Depuis le 15 octobre, le mouvement armé dirigé par Corneille Nangaa et le général Sultan Makenga multiplie les communiqués — plus d’une demi-douzaine en moins de deux semaines — pour dénoncer les violations du cessez-le-feu par les FARDC et les milices Wazalendo dans les zones qu’il occupe depuis plusieurs semaines, voire plusieurs mois.
Mais pour de nombreux observateurs, cette surenchère communicationnelle cacherait une réalité moins favorable sur le terrain. Le mouvement, soutenu par le Rwanda selon plusieurs sources, serait en difficulté militaire et tenterait de compenser son recul stratégique par une intense activité médiatique destinée à maintenir la pression, aussi bien au niveau local qu’international.

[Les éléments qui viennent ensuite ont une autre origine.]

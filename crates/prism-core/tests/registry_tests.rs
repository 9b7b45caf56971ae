use prism_core::material::{Material, MaterialSet};
use prism_core::registry::{Action, ClickableEntry, ClickableRegistry, Command, Direction};
use prism_core::scene::{Node, NodeId, Scene};
use prism_core::PrismError;

fn entry(target: NodeId, action: Action) -> ClickableEntry {
    ClickableEntry {
        target,
        default: Material::basic(0xaaaaaa).into(),
        highlighted: Material::basic(0xeeeeee).into(),
        action,
    }
}

fn materials(scene: &Scene, id: NodeId) -> MaterialSet {
    scene.get(id).map(|n| n.materials.clone()).unwrap_or_default()
}

#[test]
fn duplicate_target_is_rejected() {
    let mut scene = Scene::new();
    let node = scene.add(scene.root(), Node::group("picture"));
    let mut registry = ClickableRegistry::new();
    registry.register(entry(node, Action::url("https://a.example"))).unwrap();
    let err = registry
        .register(entry(node, Action::url("https://b.example")))
        .unwrap_err();
    assert!(matches!(err, PrismError::DuplicateTarget(id) if id == node));
    assert_eq!(registry.len(), 1);
}

#[test]
fn lookup_matches_target_and_its_descendants() {
    let mut scene = Scene::new();
    let side = scene.add(scene.root(), Node::group("side"));
    let picture = scene.add(side, Node::group("picture"));
    let label = scene.add(picture, Node::group("label"));
    let mut registry = ClickableRegistry::new();
    let id = registry.register(entry(picture, Action::Url(None))).unwrap();

    assert_eq!(registry.lookup(&scene, picture), Some(id));
    assert_eq!(registry.lookup(&scene, label), Some(id));
    assert_eq!(registry.lookup(&scene, side), None);
}

#[test]
fn lookup_prefers_nearest_registered_ancestor() {
    let mut scene = Scene::new();
    let outer = scene.add(scene.root(), Node::group("outer"));
    let inner = scene.add(outer, Node::group("inner"));
    let leaf = scene.add(inner, Node::group("leaf"));
    let mut registry = ClickableRegistry::new();
    let outer_id = registry
        .register(entry(outer, Action::Command(Command::FunFact)))
        .unwrap();
    let inner_id = registry
        .register(entry(inner, Action::Command(Command::Navigate(Direction::Next))))
        .unwrap();

    assert_eq!(registry.lookup(&scene, leaf), Some(inner_id));
    assert_eq!(registry.lookup(&scene, outer), Some(outer_id));
}

#[test]
fn scene_root_never_matches() {
    let mut scene = Scene::new();
    let child = scene.add(scene.root(), Node::group("child"));
    let mut registry = ClickableRegistry::new();
    registry.register(entry(scene.root(), Action::Url(None))).unwrap();
    assert_eq!(registry.lookup(&scene, child), None);
    assert_eq!(registry.lookup(&scene, scene.root()), None);
}

#[test]
fn highlight_and_reset_swap_material_sets() {
    let mut scene = Scene::new();
    let a = scene.add(scene.root(), Node::group("a"));
    let b = scene.add(scene.root(), Node::group("b"));
    let mut registry = ClickableRegistry::new();
    let ia = registry.register(entry(a, Action::Url(None))).unwrap();
    registry.register(entry(b, Action::Url(None))).unwrap();

    registry.highlight(&mut scene, ia);
    assert_eq!(materials(&scene, a), MaterialSet::from(Material::basic(0xeeeeee)));
    assert!(materials(&scene, b).is_empty());

    registry.reset_all(&mut scene);
    assert_eq!(materials(&scene, a), MaterialSet::from(Material::basic(0xaaaaaa)));
    assert_eq!(materials(&scene, b), MaterialSet::from(Material::basic(0xaaaaaa)));
}

#[test]
fn url_none_is_inert() {
    assert!(Action::Url(None).is_inert());
    assert!(!Action::url("https://musicmetrics.app").is_inert());
    assert!(!Action::Command(Command::FunFact).is_inert());
}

Depuis près de trois semaines, l’AFC-M23 n’aurait enregistré aucune avancée significative ni conquis de nouveaux bastions. Son offensive semble aujourd’hui à l’arrêt, notamment dans les provinces du Nord-Kivu et du Sud-Kivu, où ses forces peinent à progresser.
S’agit-il d’un simple repli stratégique ou d’un véritable essoufflement ? Une chose est sûre : la situation se complique pour le mouvement de Nangaa, qui avait affiché l’ambition d’étendre son influence jusqu’à Kinshasa tout en continuant de plaider pour l’ouverture d’un dialogue politique national.